| What this task involves |
Find all the lines in the entries below that hold the word "against" and copy them.

| Entries supplied |
//! Upload data types

use std::path::PathBuf;

use chrono::{DateTime, Utc};
use serde::{Deserialize, Serialize};

/// Default number of transfer sessions allowed to move bytes at once
pub const MAX_PARALLEL: usize = 3;

/// Default chunk size sent per request (2 MiB)
pub const DEFAULT_CHUNK_SIZE: usize = 2 * 1024 * 1024;

/// Upload status badge
#[derive(Debug, Clone, Copy, PartialEq, Eq, Hash, Serialize, Deserialize)]
#[serde(rename_all = "lowercase")]
pub enum UploadStatus {
    /// Waiting for a free slot
    Queued,
    /// Slot held, bytes moving
    Uploading,
    /// Interrupted, resumption state kept
    Paused,
    /// All bytes acknowledged, finalize in flight
    Processing,
    /// Finalized successfully
    Uploaded,
    /// Handshake rejected or retries exhausted
    Failed,
}

impl UploadStatus {
    /// Whether `self -> next` is an edge of the upload state machine
    pub fn can_transition_to(self, next: UploadStatus) -> bool {
        use UploadStatus::*;
        matches!(
            (self, next),
            (Queued, Uploading)
                | (Queued, Failed)
                | (Uploading, Paused)
                | (Uploading, Processing)
                | (Uploading, Failed)
                | (Processing, Uploaded)
                | (Paused, Uploading)
                | (Paused, Failed)
                | (Failed, Uploading)
        )
    }

    /// Statuses that still count as an in-flight upload for duplicate detection
    pub fn is_in_flight(self) -> bool {
        matches!(
            self,
            UploadStatus::Queued
                | UploadStatus::Uploading
                | UploadStatus::Paused
                | UploadStatus::Processing
        )
    }
}

/// Opaque handle to a local preview resource (thumbnail, object URL)
#[derive(Debug, Clone, PartialEq, Eq, Serialize, Deserialize)]
pub struct PreviewHandle(pub String);

/// A file handed over by the picker
#[derive(Debug, Clone)]
pub struct NewUpload {
    /// Local path of the file to send
    pub path: PathBuf,
    /// Display name, also sent as the remote file name
    pub name: String,
    /// Size the picker reported, checked against the file on disk
    pub size: u64,
    /// Preview resource to release when the item is removed
    pub preview: Option<PreviewHandle>,
}

impl NewUpload {
    /// Build a submission from a path, using the file name and on-disk size
    pub async fn from_path(path: impl Into<PathBuf>) -> std::io::Result<Self> {
        let path = path.into();
        let size = tokio::fs::metadata(&path).await?.len();
        let name = path
            .file_name()
            .map(|n| n.to_string_lossy().into_owned())
            .unwrap_or_default();
        Ok(Self {
            path,
            name,
            size,
            preview: None,
        })
    }
}

/// One file queued or in transit
#[derive(Debug, Clone, Serialize, Deserialize)]
#[serde(rename_all = "camelCase")]
pub struct UploadItem {
    /// Client-generated id (UUID)
    pub id: String,
    /// Display name
    pub name: String,
    /// Local file path
    pub path: PathBuf,
    /// Total bytes to send
    pub total_size: u64,
    /// Bytes acknowledged by the upload target
    pub uploaded_size: u64,
    pub status: UploadStatus,
    /// Backend video id, bound once the handshake succeeds
    pub remote_video_id: Option<String>,
    pub preview: Option<PreviewHandle>,
    /// Last error message, cleared when the item starts again
    pub error: Option<String>,
    pub created_at: DateTime<Utc>,
    pub updated_at: DateTime<Utc>,
}

impl UploadItem {
    pub fn new(upload: NewUpload) -> Self {
        let now = Utc::now();
        Self {
            id: uuid::Uuid::new_v4().to_string(),
            name: upload.name,
            path: upload.path,
            total_size: upload.size,
            uploaded_size: 0,
            status: UploadStatus::Queued,
            remote_video_id: None,
            preview: upload.preview,
            error: None,
            created_at: now,
            updated_at: now,
        }
    }

    /// Calculate progress percentage (0-100)
    pub fn progress_percent(&self) -> f64 {
        if self.total_size == 0 {
            100.0
        } else {
            (self.uploaded_size as f64 / self.total_size as f64) * 100.0
        }
    }

    /// Identity used to match a resume against a partial transfer.
    ///
    /// Keyed on the file name only: two different files sharing a name collide.
    pub fn fingerprint(&self) -> String {
        self.name.clone()
    }
}

/// Transfer credentials returned by the backend handshake
#[derive(Debug, Clone, PartialEq, Eq)]
pub struct HandshakeResult {
    pub client_id: String,
    pub video_id: String,
    /// Upload target host (no scheme)
    pub hostname: String,
    pub token: String,
}

/// Final status reported to the backend
#[derive(Debug, Clone, Copy, PartialEq, Eq, Serialize, Deserialize)]
#[serde(rename_all = "lowercase")]
pub enum FinalizeStatus {
    Success,
    Error,
}

/// Result of submitting a batch of files
#[derive(Debug, Default)]
pub struct SubmitReport {
    /// Ids of the newly queued items, in submission order
    pub accepted: Vec<String>,
    /// Files rejected by validation
    pub rejected: Vec<(String, super::UploadError)>,
}

#[cfg(test)]
mod tests {
    use super::*;

    fn item(total: u64, uploaded: u64) -> UploadItem {
        let mut item = UploadItem::new(NewUpload {
            path: "/videos/a.mp4".into(),
            name: "a.mp4".into(),
            size: total,
            preview: None,
        });
        item.uploaded_size = uploaded;
        item
    }

    #[test]
    fn test_progress_percent() {
        assert_eq!(item(2048, 1024).progress_percent(), 50.0);
        assert_eq!(item(0, 0).progress_percent(), 100.0);
    }

    #[test]
    fn test_state_machine_edges() {
        use UploadStatus::*;
        assert!(Queued.can_transition_to(Uploading));
        assert!(Uploading.can_transition_to(Paused));
        assert!(Paused.can_transition_to(Uploading));
        assert!(Failed.can_transition_to(Uploading));
        assert!(Uploading.can_transition_to(Processing));
        assert!(Processing.can_transition_to(Uploaded));

        assert!(!Queued.can_transition_to(Paused));
        assert!(!Queued.can_transition_to(Uploaded));
        assert!(!Paused.can_transition_to(Queued));
        assert!(!Uploaded.can_transition_to(Uploading));
    }

    #[test]
    fn test_fingerprint_is_name() {
        assert_eq!(item(10, 0).fingerprint(), "a.mp4");
    }

    #[test]
    fn test_status_serialization() {
        let json = serde_json::to_string(&UploadStatus::Processing).unwrap();
        assert_eq!(json, "\"processing\"");
    }
}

| Answer space |
    /// Size the picker reported, checked against the file on disk
    /// Identity used to match a resume against a partial transfer.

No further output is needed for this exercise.